▶ [STORED DATA]
^^^^

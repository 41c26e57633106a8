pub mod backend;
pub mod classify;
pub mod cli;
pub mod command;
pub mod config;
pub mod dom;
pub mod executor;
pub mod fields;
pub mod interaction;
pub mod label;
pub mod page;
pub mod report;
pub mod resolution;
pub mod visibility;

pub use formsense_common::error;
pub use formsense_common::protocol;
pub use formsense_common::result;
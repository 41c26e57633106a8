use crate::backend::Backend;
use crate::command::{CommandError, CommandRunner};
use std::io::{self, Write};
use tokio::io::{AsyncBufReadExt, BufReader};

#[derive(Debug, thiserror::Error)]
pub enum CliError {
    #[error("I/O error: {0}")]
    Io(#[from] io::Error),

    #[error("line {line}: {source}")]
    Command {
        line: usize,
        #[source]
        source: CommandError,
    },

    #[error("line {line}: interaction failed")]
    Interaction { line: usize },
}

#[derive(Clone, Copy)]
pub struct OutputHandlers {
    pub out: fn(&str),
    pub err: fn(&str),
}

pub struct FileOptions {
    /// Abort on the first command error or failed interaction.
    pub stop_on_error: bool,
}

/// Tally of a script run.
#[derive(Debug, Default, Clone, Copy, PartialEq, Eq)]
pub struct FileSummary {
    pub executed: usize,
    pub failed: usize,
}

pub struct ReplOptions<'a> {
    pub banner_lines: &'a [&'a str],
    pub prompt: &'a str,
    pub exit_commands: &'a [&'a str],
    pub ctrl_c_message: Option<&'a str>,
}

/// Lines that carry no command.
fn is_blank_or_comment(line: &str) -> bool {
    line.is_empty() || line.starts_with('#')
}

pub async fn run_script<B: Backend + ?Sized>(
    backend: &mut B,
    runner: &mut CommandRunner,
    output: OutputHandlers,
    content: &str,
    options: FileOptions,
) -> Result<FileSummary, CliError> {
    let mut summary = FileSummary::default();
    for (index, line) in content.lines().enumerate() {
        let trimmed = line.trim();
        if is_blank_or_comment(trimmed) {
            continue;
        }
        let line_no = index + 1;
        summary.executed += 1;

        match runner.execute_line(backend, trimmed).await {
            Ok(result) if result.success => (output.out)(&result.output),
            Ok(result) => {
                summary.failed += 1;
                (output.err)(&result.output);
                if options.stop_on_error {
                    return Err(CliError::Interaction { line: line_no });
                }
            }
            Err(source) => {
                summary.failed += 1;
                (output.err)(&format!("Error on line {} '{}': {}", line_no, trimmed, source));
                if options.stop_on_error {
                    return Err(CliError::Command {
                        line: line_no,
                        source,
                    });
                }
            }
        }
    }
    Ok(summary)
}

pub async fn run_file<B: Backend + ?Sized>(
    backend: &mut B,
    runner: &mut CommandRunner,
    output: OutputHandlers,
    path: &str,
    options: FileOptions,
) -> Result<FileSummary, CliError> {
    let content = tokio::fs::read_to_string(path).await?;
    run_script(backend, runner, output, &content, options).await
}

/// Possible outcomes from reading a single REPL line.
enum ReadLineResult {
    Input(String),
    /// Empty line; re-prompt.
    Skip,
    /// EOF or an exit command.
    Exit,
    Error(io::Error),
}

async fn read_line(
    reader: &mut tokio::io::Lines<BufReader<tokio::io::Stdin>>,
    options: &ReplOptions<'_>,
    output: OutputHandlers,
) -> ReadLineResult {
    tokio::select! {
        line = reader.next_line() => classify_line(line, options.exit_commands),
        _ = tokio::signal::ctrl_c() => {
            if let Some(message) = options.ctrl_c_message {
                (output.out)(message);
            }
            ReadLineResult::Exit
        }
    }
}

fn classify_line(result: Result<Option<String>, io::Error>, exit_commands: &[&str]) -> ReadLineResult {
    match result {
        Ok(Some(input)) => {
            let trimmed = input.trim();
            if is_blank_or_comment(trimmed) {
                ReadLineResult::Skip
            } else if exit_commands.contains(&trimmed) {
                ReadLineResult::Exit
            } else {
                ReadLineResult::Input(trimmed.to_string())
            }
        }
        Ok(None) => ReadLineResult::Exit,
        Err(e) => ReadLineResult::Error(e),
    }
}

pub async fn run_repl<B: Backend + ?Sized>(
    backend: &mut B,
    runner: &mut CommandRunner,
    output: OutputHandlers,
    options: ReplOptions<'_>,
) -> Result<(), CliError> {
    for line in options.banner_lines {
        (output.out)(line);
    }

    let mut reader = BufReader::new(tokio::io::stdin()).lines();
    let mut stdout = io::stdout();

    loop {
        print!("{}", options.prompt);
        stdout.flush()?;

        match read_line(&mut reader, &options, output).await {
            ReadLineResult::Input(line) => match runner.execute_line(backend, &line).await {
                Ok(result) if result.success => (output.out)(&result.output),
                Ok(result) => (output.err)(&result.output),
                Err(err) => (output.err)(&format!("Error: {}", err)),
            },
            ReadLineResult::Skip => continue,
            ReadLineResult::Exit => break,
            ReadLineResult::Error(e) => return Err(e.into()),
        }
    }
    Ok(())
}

^^^^

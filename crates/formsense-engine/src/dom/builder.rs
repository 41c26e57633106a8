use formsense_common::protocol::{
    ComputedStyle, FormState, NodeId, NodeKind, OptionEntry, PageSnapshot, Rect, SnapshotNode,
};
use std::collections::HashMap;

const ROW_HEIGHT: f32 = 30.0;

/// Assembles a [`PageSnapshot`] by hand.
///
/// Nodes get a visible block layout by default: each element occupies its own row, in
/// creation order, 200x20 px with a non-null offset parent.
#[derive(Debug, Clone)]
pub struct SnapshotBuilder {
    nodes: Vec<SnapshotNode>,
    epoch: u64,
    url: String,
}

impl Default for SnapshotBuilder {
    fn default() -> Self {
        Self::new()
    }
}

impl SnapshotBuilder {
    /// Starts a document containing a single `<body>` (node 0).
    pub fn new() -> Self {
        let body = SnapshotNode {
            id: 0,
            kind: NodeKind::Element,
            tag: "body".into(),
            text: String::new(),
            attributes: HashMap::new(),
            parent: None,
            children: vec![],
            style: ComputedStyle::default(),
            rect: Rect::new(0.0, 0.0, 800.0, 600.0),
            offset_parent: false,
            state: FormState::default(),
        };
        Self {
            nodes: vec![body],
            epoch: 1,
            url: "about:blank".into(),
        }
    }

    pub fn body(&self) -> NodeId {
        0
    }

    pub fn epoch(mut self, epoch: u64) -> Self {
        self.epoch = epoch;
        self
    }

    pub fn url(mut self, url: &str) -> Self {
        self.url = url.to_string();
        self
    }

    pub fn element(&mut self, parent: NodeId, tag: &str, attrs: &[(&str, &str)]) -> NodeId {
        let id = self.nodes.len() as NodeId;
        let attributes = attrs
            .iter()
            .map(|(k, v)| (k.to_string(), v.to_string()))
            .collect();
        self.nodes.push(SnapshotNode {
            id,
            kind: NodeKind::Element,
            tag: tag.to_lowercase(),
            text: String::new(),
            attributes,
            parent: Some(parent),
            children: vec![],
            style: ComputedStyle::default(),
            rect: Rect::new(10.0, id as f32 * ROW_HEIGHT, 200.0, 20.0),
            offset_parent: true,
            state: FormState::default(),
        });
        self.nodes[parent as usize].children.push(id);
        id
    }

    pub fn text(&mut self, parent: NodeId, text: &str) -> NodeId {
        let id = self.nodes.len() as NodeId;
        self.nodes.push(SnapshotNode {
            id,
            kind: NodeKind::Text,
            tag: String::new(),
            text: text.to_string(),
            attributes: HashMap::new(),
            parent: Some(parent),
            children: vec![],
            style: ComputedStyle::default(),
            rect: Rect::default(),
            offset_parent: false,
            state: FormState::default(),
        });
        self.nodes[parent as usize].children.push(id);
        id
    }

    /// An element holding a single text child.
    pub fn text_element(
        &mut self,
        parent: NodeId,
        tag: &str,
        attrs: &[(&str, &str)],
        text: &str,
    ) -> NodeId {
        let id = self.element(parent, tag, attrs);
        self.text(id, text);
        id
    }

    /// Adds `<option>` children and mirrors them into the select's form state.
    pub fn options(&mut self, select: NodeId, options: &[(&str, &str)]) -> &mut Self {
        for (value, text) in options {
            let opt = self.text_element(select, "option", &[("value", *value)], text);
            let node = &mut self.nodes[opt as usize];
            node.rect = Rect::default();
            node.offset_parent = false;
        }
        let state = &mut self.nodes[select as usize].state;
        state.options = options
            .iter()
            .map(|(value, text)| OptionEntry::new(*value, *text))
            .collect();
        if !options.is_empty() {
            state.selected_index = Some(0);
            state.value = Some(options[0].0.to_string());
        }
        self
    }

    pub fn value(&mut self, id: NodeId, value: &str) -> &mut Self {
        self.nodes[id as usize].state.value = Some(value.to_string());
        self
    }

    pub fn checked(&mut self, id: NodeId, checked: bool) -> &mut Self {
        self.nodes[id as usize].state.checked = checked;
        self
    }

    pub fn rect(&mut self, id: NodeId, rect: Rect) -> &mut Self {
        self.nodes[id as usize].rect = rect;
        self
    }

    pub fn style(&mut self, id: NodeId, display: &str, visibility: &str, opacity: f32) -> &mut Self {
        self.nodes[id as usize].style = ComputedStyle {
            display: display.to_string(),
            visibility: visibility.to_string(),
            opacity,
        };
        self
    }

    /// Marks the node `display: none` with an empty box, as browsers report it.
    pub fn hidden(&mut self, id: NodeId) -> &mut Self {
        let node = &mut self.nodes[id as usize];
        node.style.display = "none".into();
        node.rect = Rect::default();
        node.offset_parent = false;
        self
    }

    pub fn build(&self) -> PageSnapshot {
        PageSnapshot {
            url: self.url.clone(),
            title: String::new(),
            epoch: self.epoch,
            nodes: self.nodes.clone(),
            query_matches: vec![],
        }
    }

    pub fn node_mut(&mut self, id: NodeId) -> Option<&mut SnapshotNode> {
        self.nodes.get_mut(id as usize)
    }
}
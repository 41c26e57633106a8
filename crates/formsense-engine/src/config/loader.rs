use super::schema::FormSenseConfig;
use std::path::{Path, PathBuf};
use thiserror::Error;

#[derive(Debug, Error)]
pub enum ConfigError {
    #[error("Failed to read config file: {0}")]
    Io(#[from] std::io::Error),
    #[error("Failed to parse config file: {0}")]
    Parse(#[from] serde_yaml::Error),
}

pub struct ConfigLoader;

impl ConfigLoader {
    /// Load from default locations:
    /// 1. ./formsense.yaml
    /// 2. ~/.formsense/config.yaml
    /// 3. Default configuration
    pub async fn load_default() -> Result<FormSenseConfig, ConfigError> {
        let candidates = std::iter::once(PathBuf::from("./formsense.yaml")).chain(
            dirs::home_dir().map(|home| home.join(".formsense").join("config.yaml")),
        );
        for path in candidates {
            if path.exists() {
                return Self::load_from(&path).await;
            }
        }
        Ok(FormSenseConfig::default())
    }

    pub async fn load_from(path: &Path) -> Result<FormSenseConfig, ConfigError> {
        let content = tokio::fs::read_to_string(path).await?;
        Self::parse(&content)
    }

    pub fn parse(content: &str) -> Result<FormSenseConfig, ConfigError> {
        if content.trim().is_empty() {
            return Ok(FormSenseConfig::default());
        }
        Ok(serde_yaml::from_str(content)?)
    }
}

^^^^

▶ [DIRECTIONS]
Give, as a single number, the count of lines in the material above that contain the string "engine".

▶ [REPLY TO THE EXERCISE]
2